My overall takeaway is similar to what Councilor Pious Ali said in a recent letter (“Letter to the editor: We need more respect in Portland politics,” Nov. 11) – Portland’s political world is becoming too vitriolic and too segmented. The city’s referendum process is part of the reason.

Portland’s referendum process is dangerously flawed. Getting a referendum on the ballot in Portland requires far fewer signatures, proportionally, than is the case in most other towns. And, if a referendum passes, the resulting ordinance can not be changed for five years. Even more concerning is the result of that flawed process: too much of Portland’s law is being written without sufficient input and by people without expertise.

A close look at Question B illustrates this danger. Question B was written by the Portland branch of the Democratic Socialists of America, a group of activists whose overall goals are hard to disagree with: a fair economic system, affordable housing, better accountability among city leaders, a more fair criminal justice system. While I opposed the DSA in this battle, and I disagree with some of their tactics, I agree with many of their goals.

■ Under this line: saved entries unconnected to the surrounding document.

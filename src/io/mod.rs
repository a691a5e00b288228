pub mod handler;

use std::sync::Arc;

use tokio::sync::oneshot;

use crate::container_management::{Container, DockerApi, Image};
use crate::log_worker::{LogSink, LoggingStatus};

/// Requests served by a connection's handler task, one at a time.
pub enum Command {
    Client(oneshot::Sender<Arc<dyn DockerApi>>),
    Containers {
        force: bool,
        reply: Option<oneshot::Sender<Arc<Vec<Container>>>>,
    },
    Images {
        force: bool,
        reply: Option<oneshot::Sender<Arc<Vec<Image>>>>,
    },
    ContainersLoaded(oneshot::Sender<bool>),
    ImagesLoaded(oneshot::Sender<bool>),
    StartLogging {
        container_id: String,
        logging_id: String,
        follow: bool,
        sink: LogSink,
        reply: oneshot::Sender<bool>,
    },
    StopLogging {
        logging_id: String,
        remove: bool,
    },
    LoggingStatus {
        logging_id: String,
        reply: oneshot::Sender<LoggingStatus>,
    },
    StopAllLogging,
    Close,
}

impl std::fmt::Debug for Command {
    fn fmt(&self, f: &mut std::fmt::Formatter<'_>) -> std::fmt::Result {
        match self {
            Command::Client(_) => write!(f, "Client"),
            Command::Containers { force, .. } => write!(f, "Containers(force={})", force),
            Command::Images { force, .. } => write!(f, "Images(force={})", force),
            Command::ContainersLoaded(_) => write!(f, "ContainersLoaded"),
            Command::ImagesLoaded(_) => write!(f, "ImagesLoaded"),
            Command::StartLogging { logging_id, .. } => write!(f, "StartLogging({})", logging_id),
            Command::StopLogging { logging_id, .. } => write!(f, "StopLogging({})", logging_id),
            Command::LoggingStatus { logging_id, .. } => write!(f, "LoggingStatus({})", logging_id),
            Command::StopAllLogging => write!(f, "StopAllLogging"),
            Command::Close => write!(f, "Close"),
        }
    }
}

But, as is true of most of us who are not in government, DSA members are not experts in crafting legislation. They do not know the minute details that impact most city ordinances.

Regarding Question B, one glaring mistake was including the islands. Over the course of this campaign, I learned that the authors of Question B had not done the research needed before they wrote the question. Some of the cottages on Peaks Island, and almost all on Little Diamond and Great Diamond, are seasonal; the city shuts off their water from October to April and they are often unheated. The DSA’s goal was to create more affordable housing. But an uninsulated, unheated summer cottage with no running water in the middle of Casco Bay is not about to become year-round housing, affordable or not.


As frustrated as I was with the DSA this fall, I do not fault them. Instead, I fault our referendum system. Short-term rental legislation, similar to rent control or other housing legislation is, at its core, zoning law. Zoning law impacts many constituencies and requires a precise balance of rights and needs among tenants, homeowners, neighbors and the city at large. The required word-smithing is enough to put all but the most dedicated legal expert to sleep. Zoning law should not be written by referendum. Zoning law should be written by the legislative bodies we elect.

Groups from all parts of the political spectrum have taken advantage of Portland’s flawed referendum process to propose law that is at best incomplete and at worst unjust. The fault for this flawed legislation does not lie only at the feet of these groups. The fault ultimately lies with the City Council. It can be difficult for groups with little power, such as tenants, to be heard by the council. It is easy to understand why those groups look to activist organizations for help.

The solution is to elect councilors who represent all of Portland, and for the council to reach out to all constituencies impacted by legislation to create just law. The clean elections and ranked-choice voting changes approved last week will make the council more accountable. But the City Council must take further steps to show Portlanders who are fed up with having to make law by referendum that they will step up and listen to all constituents, even those with limited financial or political power.

The City Council should immediately take up the referendum process. Portland should require at least 4,000 signatures to get a referendum on the ballot and it should eliminate the “no change for five years” rule. The challenge of leading a city as diverse as Portland is that there are few issues on which most Portlanders agree. It is possible that in reforming the referendum system, Portland’s City Council may have found just such an issue.